-- YOUR ASSIGNMENT --
All lines in the data that hold the word "BlendMode" need copying.

──────── RECORDS SHOWN ────────

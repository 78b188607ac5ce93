use std::sync::Arc;

use crate::foundation::error::{CaptionError, CaptionResult};
use crate::render::blend::BlendMode;
use crate::render::raster::Raster;

/// Role of a layer; fixes its compositing slot.
#[derive(Clone, Copy, Debug, PartialEq, Eq, Hash, PartialOrd, Ord)]
pub enum LayerKind {
    /// Scaled background image, drawn first.
    Background,
    /// Rendered text, drawn second.
    Text,
    /// Subject silhouette, cut out of everything below it.
    Mask,
}

/// One raster in the compositing stack.
#[derive(Clone, Debug, PartialEq)]
pub struct Layer {
    /// Slot.
    pub kind: LayerKind,
    /// Pixels; must match the target size.
    pub surface: Arc<Raster>,
    /// Override for background/text; ignored for the mask.
    pub blend_mode: Option<BlendMode>,
}

impl Layer {
    /// Layer with the default blend for its kind.
    pub fn new(kind: LayerKind, surface: Arc<Raster>) -> Self {
        Self {
            kind,
            surface,
            blend_mode: None,
        }
    }

    /// Same layer with an explicit blend mode.
    pub fn with_blend_mode(mut self, mode: BlendMode) -> Self {
        self.blend_mode = Some(mode);
        self
    }

    fn effective_blend(&self) -> BlendMode {
        match self.kind {
            LayerKind::Mask => BlendMode::DestinationOut,
            LayerKind::Background | LayerKind::Text => self.blend_mode.unwrap_or_default(),
        }
    }
}

/// At most one layer per [`LayerKind`], composited background, text, mask.
#[derive(Clone, Debug, Default)]
pub struct LayerManager {
    background: Option<Layer>,
    text: Option<Layer>,
    mask: Option<Layer>,
}

impl LayerManager {
    /// Empty stack.
    pub fn new() -> Self {
        Self::default()
    }

    fn slot_mut(&mut self, kind: LayerKind) -> &mut Option<Layer> {
        match kind {
            LayerKind::Background => &mut self.background,
            LayerKind::Text => &mut self.text,
            LayerKind::Mask => &mut self.mask,
        }
    }

    /// Insert `layer`, replacing any layer of the same kind.
    ///
    /// The cutout blend is reserved for the mask slot.
    pub fn add(&mut self, layer: Layer) -> CaptionResult<()> {
        if layer.kind != LayerKind::Mask && layer.blend_mode == Some(BlendMode::DestinationOut) {
            return Err(CaptionError::validation(format!(
                "{:?} layer cannot use the destination-out blend",
                layer.kind
            )));
        }
        let kind = layer.kind;
        *self.slot_mut(kind) = Some(layer);
        Ok(())
    }

    /// Layer of `kind`, if present.
    pub fn get(&self, kind: LayerKind) -> Option<&Layer> {
        match kind {
            LayerKind::Background => self.background.as_ref(),
            LayerKind::Text => self.text.as_ref(),
            LayerKind::Mask => self.mask.as_ref(),
        }
    }

    /// Remove and return the layer of `kind`.
    pub fn remove(&mut self, kind: LayerKind) -> Option<Layer> {
        self.slot_mut(kind).take()
    }

    /// Drop every layer.
    pub fn clear(&mut self) {
        self.background = None;
        self.text = None;
        self.mask = None;
    }

    /// Number of layers present.
    pub fn len(&self) -> usize {
        [&self.background, &self.text, &self.mask]
            .iter()
            .filter(|l| l.is_some())
            .count()
    }

    /// `true` when no layer is present.
    pub fn is_empty(&self) -> bool {
        self.len() == 0
    }

    /// Clear `target`, then draw background, text and mask in that order.
    pub fn composite(&self, target: &mut Raster) -> CaptionResult<()> {
        for layer in [&self.background, &self.text, &self.mask]
            .into_iter()
            .flatten()
        {
            if layer.surface.dimensions() != target.dimensions() {
                return Err(CaptionError::render(format!(
                    "{:?} layer is {}x{}, target is {}x{}",
                    layer.kind,
                    layer.surface.width,
                    layer.surface.height,
                    target.width,
                    target.height
                )));
            }
        }

        target.clear();
        for layer in [&self.background, &self.text, &self.mask]
            .into_iter()
            .flatten()
        {
            target.composite(&layer.surface, layer.effective_blend())?;
        }
        Ok(())
    }
}

#[cfg(test)]
#[path = "../../tests/unit/compose/layers.rs"]
mod tests;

────────

-- WRITTEN RESPONSE --
use crate::render::blend::BlendMode;
    pub blend_mode: Option<BlendMode>,
    pub fn with_blend_mode(mut self, mode: BlendMode) -> Self {
    fn effective_blend(&self) -> BlendMode {
            LayerKind::Mask => BlendMode::DestinationOut,
        if layer.kind != LayerKind::Mask && layer.blend_mode == Some(BlendMode::DestinationOut) {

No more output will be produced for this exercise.